A protometabolic approach to the origins of life assumes that the conserved biochemistry of metabolism has direct continuity with prebiotic chemistry. One of the most important amino acids in modern biology is aspartic acid, serving as a nodal metabolite for the synthesis of many other essential biomolecules. Aspartate's prebiotic synthesis is complicated by the instability of its precursor, oxaloacetate. In this paper, we show that the use of the biologically relevant cofactor pyridoxamine, supported by metal ion catalysis, is sufficiently fast to offset oxaloacetate's degradation. Cu2+-catalysed transamination of oxaloacetate by pyridoxamine achieves around a 5% yield within 1h, and can operate across a broad range of pH, temperature, and pressure. In addition, the synthesis of the downstream product beta-alanine may also take place in the same reaction system at very low yields, directly mimicking an archaeal synthesis route. Amino group transfer supported by pyridoxal is shown to take place from aspartate to alanine, but the reverse reaction (alanine to aspartate) shows a poor yield.
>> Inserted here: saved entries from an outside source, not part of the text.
// src/packages/deb.rs

//! Debian package extraction
//!
//! A .deb is an AR archive holding `debian-binary`, a `control.tar[.gz|.xz|.zst]`
//! and a `data.tar[.gz|.xz|.zst]`. [`DebExtractor`] unpacks both tarballs into
//! a per-archive directory, parses the control file, and lists the payload.

use crate::error::{Error, Result};
use crate::limits::{self, MAX_FILE_COUNT};
use crate::packages::record::PackageRecord;
use crate::packages::traits::Extractor;
use flate2::read::GzDecoder;
use std::fs::{self, File};
use std::io::Read;
use std::path::{Path, PathBuf};
use tar::Archive;
use tracing::debug;
use walkdir::WalkDir;
use xz2::read::XzDecoder;

/// Default extraction collaborator for `.deb` archives
#[derive(Debug, Default, Clone, Copy)]
pub struct DebExtractor;

/// Parsed control file metadata
#[derive(Debug, Default)]
struct ControlInfo {
    name: Option<String>,
    version: Option<String>,
    architecture: Option<String>,
    maintainer: Option<String>,
    description: Option<String>,
    depends: Option<String>,
    installed_size: Option<String>,
    section: Option<String>,
    priority: Option<String>,
    homepage: Option<String>,
}

impl DebExtractor {
    /// Parse an RFC-822 style control file
    fn parse_control(control_content: &str) -> Result<ControlInfo> {
        let mut info = ControlInfo::default();

        let mut current_field = String::new();
        let mut current_value = String::new();

        for line in control_content.lines() {
            // Multi-line fields start with a space
            if line.starts_with(' ') || line.starts_with('\t') {
                if !current_field.is_empty() {
                    current_value.push('\n');
                    current_value.push_str(line.trim());
                }
            } else if let Some((field, value)) = line.split_once(':') {
                if !current_field.is_empty() {
                    Self::apply_control_field(&mut info, &current_field, &current_value)?;
                }

                current_field = field.trim().to_string();
                current_value = value.trim().to_string();
            }
        }

        if !current_field.is_empty() {
            Self::apply_control_field(&mut info, &current_field, &current_value)?;
        }

        Ok(info)
    }

    fn apply_control_field(info: &mut ControlInfo, field: &str, value: &str) -> Result<()> {
        if value.is_empty() {
            return Ok(());
        }

        let slot = match field {
            "Package" => &mut info.name,
            "Version" => &mut info.version,
            "Architecture" => &mut info.architecture,
            "Maintainer" => &mut info.maintainer,
            "Description" => {
                // Short description only
                info.description = value.lines().next().map(limits::bounded_string).transpose()?;
                return Ok(());
            }
            "Depends" => &mut info.depends,
            "Installed-Size" => &mut info.installed_size,
            "Section" => &mut info.section,
            "Priority" => &mut info.priority,
            "Homepage" => &mut info.homepage,
            _ => return Ok(()),
        };
        *slot = Some(limits::bounded_string(value)?);
        Ok(())
    }

    /// Wrap an AR member in the decompressor its name calls for
    fn decoder<'a, R: Read + 'a>(member: &str, inner: R) -> Result<Box<dyn Read + 'a>> {
        let reader: Box<dyn Read + 'a> = if member.ends_with(".gz") {
            Box::new(GzDecoder::new(inner))
        } else if member.ends_with(".xz") {
            Box::new(XzDecoder::new(inner))
        } else if member.ends_with(".zst") {
            Box::new(zstd::Decoder::new(inner).map_err(|e| {
                Error::ExtractionError(format!("Failed to create zstd decoder: {}", e))
            })?)
        } else if member.ends_with(".tar") {
            Box::new(inner)
        } else {
            return Err(Error::ExtractionError(format!(
                "Unsupported compression for {}",
                member
            )));
        };
        Ok(reader)
    }

    /// Stream `control.tar.*` and `data.tar.*` out of the AR container
    fn unpack_members(archive_path: &Path, control_dest: &Path, data_dest: &Path) -> Result<()> {
        let file = File::open(archive_path).map_err(|e| {
            Error::ExtractionError(format!(
                "Failed to open DEB file {}: {}",
                archive_path.display(),
                e
            ))
        })?;

        let mut archive = ar::Archive::new(file);
        let mut found_control = false;
        let mut found_data = false;

        while let Some(entry) = archive.next_entry() {
            let entry = entry
                .map_err(|e| Error::ExtractionError(format!("Failed to read AR entry: {}", e)))?;

            let member = String::from_utf8_lossy(entry.header().identifier())
                .trim_end_matches('/')
                .to_string();

            let dest = if member.starts_with("control.tar") {
                found_control = true;
                control_dest
            } else if member.starts_with("data.tar") {
                found_data = true;
                data_dest
            } else {
                continue;
            };

            debug!("Unpacking {} into {}", member, dest.display());
            let reader = Self::decoder(&member, entry)?;
            Archive::new(reader).unpack(dest).map_err(|e| {
                Error::ExtractionError(format!("Failed to unpack {}: {}", member, e))
            })?;
        }

        if !found_control {
            return Err(Error::ExtractionError(
                "control.tar not found in DEB archive".to_string(),
            ));
        }
        if !found_data {
            return Err(Error::ExtractionError(
                "data.tar not found in DEB archive".to_string(),
            ));
        }
        Ok(())
    }

    /// Unpack `archive` into the prepared directories and build its record
    fn read_package(
        archive: &Path,
        file_name: &str,
        control_dir: PathBuf,
        data_dir: PathBuf,
    ) -> Result<PackageRecord> {
        Self::unpack_members(archive, &control_dir, &data_dir)?;

        let control_content = fs::read_to_string(control_dir.join("control")).map_err(|e| {
            Error::ExtractionError(format!("Failed to read control file: {}", e))
        })?;
        let control = Self::parse_control(&control_content)?;

        let name = control
            .name
            .ok_or_else(|| Error::ParseError("Package name not found in control file".to_string()))?;
        let version = control.version.ok_or_else(|| {
            Error::ParseError("Package version not found in control file".to_string())
        })?;

        let files = Self::collect_manifest(&data_dir)?;

        debug!(
            "Parsed DEB package: {} version {} ({} files)",
            name,
            version,
            files.len()
        );

        Ok(PackageRecord {
            name,
            version,
            architecture: control.architecture,
            maintainer: control.maintainer,
            description: control.description,
            depends: control.depends,
            installed_size: control.installed_size,
            section: control.section,
            priority: control.priority,
            homepage: control.homepage,
            filename: Some(file_name.to_string()),
            files,
            control_dir: Some(control_dir),
            data_dir: Some(data_dir),
        })
    }

    /// List regular files and symlinks under `data_dir` as `/`-separated
    /// relative paths, sorted
    pub fn collect_manifest(data_dir: &Path) -> Result<Vec<String>> {
        let mut files = Vec::new();

        for entry in WalkDir::new(data_dir).min_depth(1).sort_by_file_name() {
            let entry = entry.map_err(|e| {
                Error::ExtractionError(format!("Failed to walk {}: {}", data_dir.display(), e))
            })?;

            let file_type = entry.file_type();
            if !file_type.is_file() && !file_type.is_symlink() {
                continue;
            }

            if files.len() >= MAX_FILE_COUNT {
                return Err(limits::LimitError::SizeLimit {
                    what: "file count",
                    actual: files.len() + 1,
                    limit: MAX_FILE_COUNT,
                }
                .into());
            }

            let rel = entry.path().strip_prefix(data_dir).map_err(|e| {
                Error::ExtractionError(format!("Unexpected path {}: {}", entry.path().display(), e))
            })?;
            let parts: Vec<&str> = rel
                .components()
                .map(|c| {
                    c.as_os_str().to_str().ok_or_else(|| {
                        Error::ParseError(format!("Non UTF-8 path in payload: {}", rel.display()))
                    })
                })
                .collect::<Result<_>>()?;
            files.push(parts.join("/"));
        }

        Ok(files)
    }
}

impl Extractor for DebExtractor {
    fn extract(&self, archive: &Path, workspace: &Path) -> Result<PackageRecord> {
        debug!("Extracting Debian package: {}", archive.display());

        let file_name = archive
            .file_name()
            .and_then(|n| n.to_str())
            .ok_or_else(|| Error::InvalidInput(format!("Bad archive path: {}", archive.display())))?;
        let stem = file_name.strip_suffix(".deb").unwrap_or(file_name);

        let extract_root = limits::path_join(workspace, stem)?;
        if extract_root.exists() {
            fs::remove_dir_all(&extract_root)?;
        }
        let control_dir = extract_root.join("control");
        let data_dir = extract_root.join("data");
        fs::create_dir_all(&control_dir)?;
        fs::create_dir_all(&data_dir)?;

        let result = Self::read_package(archive, file_name, control_dir, data_dir);
        if result.is_err() {
            if let Err(e) = fs::remove_dir_all(&extract_root) {
                debug!("Failed to clean up {}: {}", extract_root.display(), e);
            }
        }
        result
    }
}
Overall, our results show that the nodal metabolite aspartate and related amino acids can indeed be synthesised via protometabolic pathways that foreshadow modern metabolism in the presence of the simple cofactor pyridoxamine and metal ions.

Automated summary

The protometabolic pathways for the synthesis of aspartic acid and related amino acids can be achieved using biologically relevant cofactor pyridoxamine and metal ion catalysis, indicating a possible continuity between prebiotic chemistry and modern metabolism.